Documentary Evidential Material

 

[7]        It is apparent from the medical records and medico-legal reports compiled by some of the experts that there exist important discrepancies on the injuries that Smuts sustained during the accident. The injuries will have a significant weight not only on general damages but also on loss of earnings. It is therefore crucial to outline these injuries for this Court to know which of them to consider when assessing the amounts to be rewarded under the different heads of damages. Dr W E Williams, who completed the Serious Injury Assessment Report, RAF4 Form, states the following at paragraph 4.4 of the RAF4:

 

(i)        According to the patient and his mother, he sustained an impact on the head, with loss of consciousness. The patient now recalls that he was first conscious, aware and clear about his circumstances and surroundings, approximately three weeks after the accident. According to Dr Booyse’s report, there was an intracranial haemorrhage, but no details is available. The available nursing notes record that on 20/09/14, at 24:00, the patient was admitted from casualty, with Glascow Coma Scale score of 15/15. The initial nursing notes do not record a head injury. A further note dated 20/9/14, at 07:30, records that the patient was awake, orientated and cooperative;

(ii)        Impact injury of the chest, with possible haemo-pneumothorax.

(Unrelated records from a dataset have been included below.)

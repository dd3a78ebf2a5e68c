//! Socket call entries, including the per-protocol sockopt selection.

use muon_rand::Rng;
use muon_sys::consts::{
    AF_INET, AF_INET6, AF_NETLINK, AF_PACKET, AF_UNIX, AF_UNSPEC, SCTP_OPTS, SHUT_RD, SHUT_RDWR,
    SHUT_WR, SOCK_DGRAM, SOCK_RAW, SOCK_SEQPACKET, SOCK_STREAM, SOL_IP, SOL_SCTP, SOL_SOCKET,
    SOL_TCP,
};
use muon_sys::{CallOutcome, SyscallArgs};

use crate::entry::{EntryFlags, SyscallEntry};
use crate::generate::pick_one;
use crate::kinds::{ArgKind, ArgSpec};
use crate::pools::GenCtx;

static FAMILIES: [u64; 6] = [AF_UNSPEC, AF_UNIX, AF_INET, AF_INET6, AF_NETLINK, AF_PACKET];

static SOCK_TYPES: [u64; 4] = [SOCK_STREAM, SOCK_DGRAM, SOCK_RAW, SOCK_SEQPACKET];

static SHUTDOWN_HOW: [u64; 3] = [SHUT_RD, SHUT_WR, SHUT_RDWR];

/// `send`/`recv` flag bits: OOB, DONTROUTE, DONTWAIT, EOR, WAITALL,
/// CONFIRM, NOSIGNAL, MORE.
static MSG_BITS: [u64; 8] = [0x1, 0x4, 0x40, 0x80, 0x100, 0x800, 0x4000, 0x8000];

/// A sockopt selection under refinement: level/name plus the value
/// buffer the call will read.
#[derive(Clone, Copy, Debug, Default, PartialEq, Eq)]
pub struct Sockopt {
    /// Option namespace.
    pub level: u64,
    /// Option name within the namespace.
    pub optname: u64,
    /// Pointer to the option value.
    pub optval: u64,
    /// Length of the option value.
    pub optlen: u64,
}

/// Fills an SCTP selection: the fixed level and one of the 41 options,
/// uniformly.
pub fn sctp_setsockopt(rng: &mut Rng, so: &mut Sockopt) {
    so.level = SOL_SCTP;
    so.optname = pick_one(rng, &SCTP_OPTS);
}

/// Fills a selection from the common levels with an opaque name; the
/// point is the level-dispatch paths, not any one option.
fn generic_setsockopt(rng: &mut Rng, so: &mut Sockopt) {
    so.level = pick_one(rng, &[SOL_SOCKET, SOL_IP, SOL_TCP]);
    so.optname = rng.below(256);
}

/// Picks a protocol family's sockopt refinement and rewrites the level,
/// name, value, and length words accordingly.
pub fn sanitise_setsockopt(ctx: &mut GenCtx, args: &mut SyscallArgs) {
    let mut so = Sockopt {
        level: args[1],
        optname: args[2],
        optval: args[3],
        optlen: args[4],
    };
    if ctx.rng.one_in(4) {
        sctp_setsockopt(&mut ctx.rng, &mut so);
    } else {
        generic_setsockopt(&mut ctx.rng, &mut so);
    }
    so.optval = ctx.scratch.page();
    so.optlen = ctx.rng.below(256);
    args[1] = so.level;
    args[2] = so.optname;
    args[3] = so.optval;
    args[4] = so.optlen;
}

/// Caches sockets the kernel actually created.
fn post_socket(ctx: &mut GenCtx, outcome: &CallOutcome) {
    if !outcome.is_error() {
        ctx.fds.cache(outcome.retval as i32);
    }
}

/// `socket(2)`.
pub static SOCKET: SyscallEntry = SyscallEntry {
    name: "socket",
    args: &[
        ArgSpec::new("family", ArgKind::Op(&FAMILIES)),
        ArgSpec::new("type", ArgKind::Op(&SOCK_TYPES)),
        ArgSpec::new("protocol", ArgKind::Range { min: 0, max: 255 }),
    ],
    flags: EntryFlags::empty(),
    sanitise: None,
    post: Some(post_socket),
};

/// `connect(2)`.
pub static CONNECT: SyscallEntry = SyscallEntry {
    name: "connect",
    args: &[
        ArgSpec::new("fd", ArgKind::Fd),
        ArgSpec::new("uservaddr", ArgKind::Address),
        ArgSpec::new("addrlen", ArgKind::Len),
    ],
    flags: EntryFlags::NEED_ALARM,
    sanitise: None,
    post: None,
};

/// `accept(2)`.
pub static ACCEPT: SyscallEntry = SyscallEntry {
    name: "accept",
    args: &[
        ArgSpec::new("fd", ArgKind::Fd),
        ArgSpec::new("upeer_sockaddr", ArgKind::Address),
        ArgSpec::new("upeer_addrlen", ArgKind::Address),
    ],
    flags: EntryFlags::NEED_ALARM,
    sanitise: None,
    post: None,
};

/// `sendto(2)`.
pub static SENDTO: SyscallEntry = SyscallEntry {
    name: "sendto",
    args: &[
        ArgSpec::new("fd", ArgKind::Fd),
        ArgSpec::new("buff", ArgKind::Address),
        ArgSpec::new("len", ArgKind::Len),
        ArgSpec::new("flags", ArgKind::Flags(&MSG_BITS)),
        ArgSpec::new("addr", ArgKind::Address),
        ArgSpec::new("addr_len", ArgKind::Len),
    ],
    flags: EntryFlags::empty(),
    sanitise: None,
    post: None,
};

/// `recvfrom(2)`.
pub static RECVFROM: SyscallEntry = SyscallEntry {
    name: "recvfrom",
    args: &[
        ArgSpec::new("fd", ArgKind::Fd),
        ArgSpec::new("ubuf", ArgKind::Address),
        ArgSpec::new("size", ArgKind::Len),
        ArgSpec::new("flags", ArgKind::Flags(&MSG_BITS)),
        ArgSpec::new("addr", ArgKind::Address),
        ArgSpec::new("addr_len", ArgKind::Address),
    ],
    flags: EntryFlags::NEED_ALARM,
    sanitise: None,
    post: None,
};

/// `sendmsg(2)`.
pub static SENDMSG: SyscallEntry = SyscallEntry {
    name: "sendmsg",
    args: &[
        ArgSpec::new("fd", ArgKind::Fd),
        ArgSpec::new("msg", ArgKind::Address),
        ArgSpec::new("flags", ArgKind::Flags(&MSG_BITS)),
    ],
    flags: EntryFlags::empty(),
    sanitise: None,
    post: None,
};

/// `recvmsg(2)`.
pub static RECVMSG: SyscallEntry = SyscallEntry {
    name: "recvmsg",
    args: &[
        ArgSpec::new("fd", ArgKind::Fd),
        ArgSpec::new("msg", ArgKind::Address),
        ArgSpec::new("flags", ArgKind::Flags(&MSG_BITS)),
    ],
    flags: EntryFlags::NEED_ALARM,
    sanitise: None,
    post: None,
};

/// `shutdown(2)`.
pub static SHUTDOWN: SyscallEntry = SyscallEntry {
    name: "shutdown",
    args: &[
        ArgSpec::new("fd", ArgKind::Fd),
        ArgSpec::new("how", ArgKind::Op(&SHUTDOWN_HOW)),
    ],
    flags: EntryFlags::empty(),
    sanitise: None,
    post: None,
};

/// `bind(2)`.
pub static BIND: SyscallEntry = SyscallEntry {
    name: "bind",
    args: &[
        ArgSpec::new("fd", ArgKind::Fd),
        ArgSpec::new("umyaddr", ArgKind::Address),
        ArgSpec::new("addrlen", ArgKind::Len),
    ],
    flags: EntryFlags::empty(),
    sanitise: None,
    post: None,
};

/// `listen(2)`.
pub static LISTEN: SyscallEntry = SyscallEntry {
    name: "listen",
    args: &[
        ArgSpec::new("fd", ArgKind::Fd),
        ArgSpec::new("backlog", ArgKind::Range { min: 0, max: 1024 }),
    ],
    flags: EntryFlags::empty(),
    sanitise: None,
    post: None,
};

/// `getsockname(2)`.
pub static GETSOCKNAME: SyscallEntry = SyscallEntry {
    name: "getsockname",
    args: &[
        ArgSpec::new("fd", ArgKind::Fd),
        ArgSpec::new("usockaddr", ArgKind::Address),
        ArgSpec::new("usockaddr_len", ArgKind::Address),
    ],
    flags: EntryFlags::empty(),
    sanitise: None,
    post: None,
};

/// `getpeername(2)`.
pub static GETPEERNAME: SyscallEntry = SyscallEntry {
    name: "getpeername",
    args: &[
        ArgSpec::new("fd", ArgKind::Fd),
        ArgSpec::new("usockaddr", ArgKind::Address),
        ArgSpec::new("usockaddr_len", ArgKind::Address),
    ],
    flags: EntryFlags::empty(),
    sanitise: None,
    post: None,
};

/// `socketpair(2)`.
pub static SOCKETPAIR: SyscallEntry = SyscallEntry {
    name: "socketpair",
    args: &[
        ArgSpec::new("family", ArgKind::Op(&FAMILIES)),
        ArgSpec::new("type", ArgKind::Op(&SOCK_TYPES)),
        ArgSpec::new("protocol", ArgKind::Range { min: 0, max: 255 }),
        ArgSpec::new("usockvec", ArgKind::Address),
    ],
    flags: EntryFlags::empty(),
    sanitise: None,
    post: None,
};

/// `setsockopt(2)`.
pub static SETSOCKOPT: SyscallEntry = SyscallEntry {
    name: "setsockopt",
    args: &[
        ArgSpec::new("fd", ArgKind::Fd),
        ArgSpec::new("level", ArgKind::RandomInt),
        ArgSpec::new("optname", ArgKind::RandomInt),
        ArgSpec::new("optval", ArgKind::Address),
        ArgSpec::new("optlen", ArgKind::Len),
    ],
    flags: EntryFlags::empty(),
    sanitise: Some(sanitise_setsockopt),
    post: None,
};

/// `getsockopt(2)`.
pub static GETSOCKOPT: SyscallEntry = SyscallEntry {
    name: "getsockopt",
    args: &[
        ArgSpec::new("fd", ArgKind::Fd),
        ArgSpec::new("level", ArgKind::RandomInt),
        ArgSpec::new("optname", ArgKind::RandomInt),
        ArgSpec::new("optval", ArgKind::Address),
        ArgSpec::new("optlen", ArgKind::Address),
    ],
    flags: EntryFlags::empty(),
    sanitise: None,
    post: None,
};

However, scarring over the patient’s chest wall is not typical of the scars that would be expected from treatment of a pneumothorax, with intercostal drain/s;

(iii)       Fractures of the left radius and ulna;

(iv)       Pelvic injury, involving the left sacroiliac joint and fracture of the left iliac blade;

(v)        Penetrating injury of the left upper thigh;

(vi)       Fracture of the distal shaft of the left femur;

(vii)      Disruption of the anterior cruciate and lateral collateral ligaments at the left knee.”

 

[8]        At Paragraph 6 of the particulars of claim, Advocate Kok’s attorneys record the injuries of Smuts as follows:

 

As a result of the aforesaid collision, the Plaintiff suffered inter alia the following serious injuries as contemplated by section 17(1) of the Act.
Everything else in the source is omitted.